- **Supplied material**:

◇ ◇ ◇ ◇ ◇

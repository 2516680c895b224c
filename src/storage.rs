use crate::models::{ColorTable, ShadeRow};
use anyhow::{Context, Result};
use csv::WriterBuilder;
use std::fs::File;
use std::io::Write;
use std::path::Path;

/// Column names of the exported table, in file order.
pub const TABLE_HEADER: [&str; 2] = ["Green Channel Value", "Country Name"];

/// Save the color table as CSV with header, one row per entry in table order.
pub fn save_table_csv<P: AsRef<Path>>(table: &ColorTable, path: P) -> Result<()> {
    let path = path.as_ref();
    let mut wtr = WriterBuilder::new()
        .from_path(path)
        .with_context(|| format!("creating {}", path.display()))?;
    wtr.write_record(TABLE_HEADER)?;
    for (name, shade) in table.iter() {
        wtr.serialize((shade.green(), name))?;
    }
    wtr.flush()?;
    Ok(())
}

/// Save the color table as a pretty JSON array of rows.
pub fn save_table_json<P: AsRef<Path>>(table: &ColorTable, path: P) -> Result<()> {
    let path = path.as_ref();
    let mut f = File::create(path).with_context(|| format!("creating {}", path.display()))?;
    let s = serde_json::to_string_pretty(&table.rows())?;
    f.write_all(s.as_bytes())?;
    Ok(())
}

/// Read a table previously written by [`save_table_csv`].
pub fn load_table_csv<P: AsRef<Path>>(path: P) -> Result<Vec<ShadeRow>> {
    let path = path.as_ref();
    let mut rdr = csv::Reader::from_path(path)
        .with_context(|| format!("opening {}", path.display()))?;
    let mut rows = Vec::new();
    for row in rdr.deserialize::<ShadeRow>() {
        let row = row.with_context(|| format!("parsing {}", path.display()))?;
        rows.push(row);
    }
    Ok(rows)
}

◇ ◇ ◇ ◇ ◇

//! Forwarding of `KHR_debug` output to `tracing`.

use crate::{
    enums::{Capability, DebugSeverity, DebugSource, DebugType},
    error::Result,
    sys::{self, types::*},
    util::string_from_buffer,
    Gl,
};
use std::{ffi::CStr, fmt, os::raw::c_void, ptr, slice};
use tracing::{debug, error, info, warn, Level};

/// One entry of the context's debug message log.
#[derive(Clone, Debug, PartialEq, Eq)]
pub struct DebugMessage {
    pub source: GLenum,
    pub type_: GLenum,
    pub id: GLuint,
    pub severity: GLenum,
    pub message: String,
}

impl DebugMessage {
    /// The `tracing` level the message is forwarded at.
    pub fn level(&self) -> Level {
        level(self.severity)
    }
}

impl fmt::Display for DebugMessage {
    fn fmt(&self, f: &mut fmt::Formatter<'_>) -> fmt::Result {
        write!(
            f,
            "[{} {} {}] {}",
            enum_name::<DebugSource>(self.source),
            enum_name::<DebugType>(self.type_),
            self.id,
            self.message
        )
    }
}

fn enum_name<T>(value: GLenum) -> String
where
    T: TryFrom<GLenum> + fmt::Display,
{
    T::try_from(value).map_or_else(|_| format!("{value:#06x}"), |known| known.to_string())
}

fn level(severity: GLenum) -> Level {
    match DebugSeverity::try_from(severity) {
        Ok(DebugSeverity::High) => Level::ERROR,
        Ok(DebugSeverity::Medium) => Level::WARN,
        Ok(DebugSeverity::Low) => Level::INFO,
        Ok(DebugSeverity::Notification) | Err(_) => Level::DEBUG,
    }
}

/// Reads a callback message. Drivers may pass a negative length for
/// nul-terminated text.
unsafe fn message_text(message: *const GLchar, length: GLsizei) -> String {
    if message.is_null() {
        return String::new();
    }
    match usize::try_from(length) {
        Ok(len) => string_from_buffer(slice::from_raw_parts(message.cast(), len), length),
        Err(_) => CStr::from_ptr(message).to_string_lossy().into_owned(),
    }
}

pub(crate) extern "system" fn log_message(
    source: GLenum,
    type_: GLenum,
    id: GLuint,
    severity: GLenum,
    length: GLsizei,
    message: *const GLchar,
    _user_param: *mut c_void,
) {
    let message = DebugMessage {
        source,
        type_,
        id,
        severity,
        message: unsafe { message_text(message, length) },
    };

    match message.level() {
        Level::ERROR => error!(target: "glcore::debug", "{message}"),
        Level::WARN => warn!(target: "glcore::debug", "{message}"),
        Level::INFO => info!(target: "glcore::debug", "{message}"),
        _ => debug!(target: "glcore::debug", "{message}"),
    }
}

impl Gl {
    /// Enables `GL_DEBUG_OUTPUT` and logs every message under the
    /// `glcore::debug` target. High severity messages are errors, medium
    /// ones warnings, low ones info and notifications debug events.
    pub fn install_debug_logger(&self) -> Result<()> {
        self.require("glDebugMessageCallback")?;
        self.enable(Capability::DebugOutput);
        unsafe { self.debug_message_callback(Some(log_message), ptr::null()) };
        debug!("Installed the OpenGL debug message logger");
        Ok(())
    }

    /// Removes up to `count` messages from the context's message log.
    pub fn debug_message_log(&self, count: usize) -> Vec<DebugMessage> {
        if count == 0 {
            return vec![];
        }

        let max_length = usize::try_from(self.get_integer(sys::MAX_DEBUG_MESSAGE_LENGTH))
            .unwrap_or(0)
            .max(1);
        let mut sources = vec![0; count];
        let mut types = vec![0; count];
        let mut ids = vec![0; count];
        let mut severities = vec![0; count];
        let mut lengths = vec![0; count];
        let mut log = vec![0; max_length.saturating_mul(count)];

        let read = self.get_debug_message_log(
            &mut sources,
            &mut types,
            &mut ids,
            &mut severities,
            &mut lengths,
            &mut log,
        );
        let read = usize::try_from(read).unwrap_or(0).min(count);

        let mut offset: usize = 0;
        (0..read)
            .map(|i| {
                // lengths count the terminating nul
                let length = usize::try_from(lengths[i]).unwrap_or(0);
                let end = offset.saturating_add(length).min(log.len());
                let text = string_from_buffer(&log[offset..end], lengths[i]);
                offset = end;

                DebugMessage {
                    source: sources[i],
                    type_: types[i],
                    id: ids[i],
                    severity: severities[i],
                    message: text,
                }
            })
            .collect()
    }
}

◇ ◇ ◇ ◇ ◇

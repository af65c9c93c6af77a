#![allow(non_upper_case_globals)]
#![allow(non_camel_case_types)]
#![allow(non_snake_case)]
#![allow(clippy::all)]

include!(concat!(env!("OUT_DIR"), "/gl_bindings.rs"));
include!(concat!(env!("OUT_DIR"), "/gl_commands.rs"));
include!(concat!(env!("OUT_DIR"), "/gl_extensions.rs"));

◇ ◇ ◇ ◇ ◇

- **How to complete this task**: Go through the listing above and find each line that contains "ColorTable", then copy it.

- **Response to this exercise**:
use crate::models::{ColorTable, ShadeRow};
pub fn save_table_csv<P: AsRef<Path>>(table: &ColorTable, path: P) -> Result<()> {
pub fn save_table_json<P: AsRef<Path>>(table: &ColorTable, path: P) -> Result<()> {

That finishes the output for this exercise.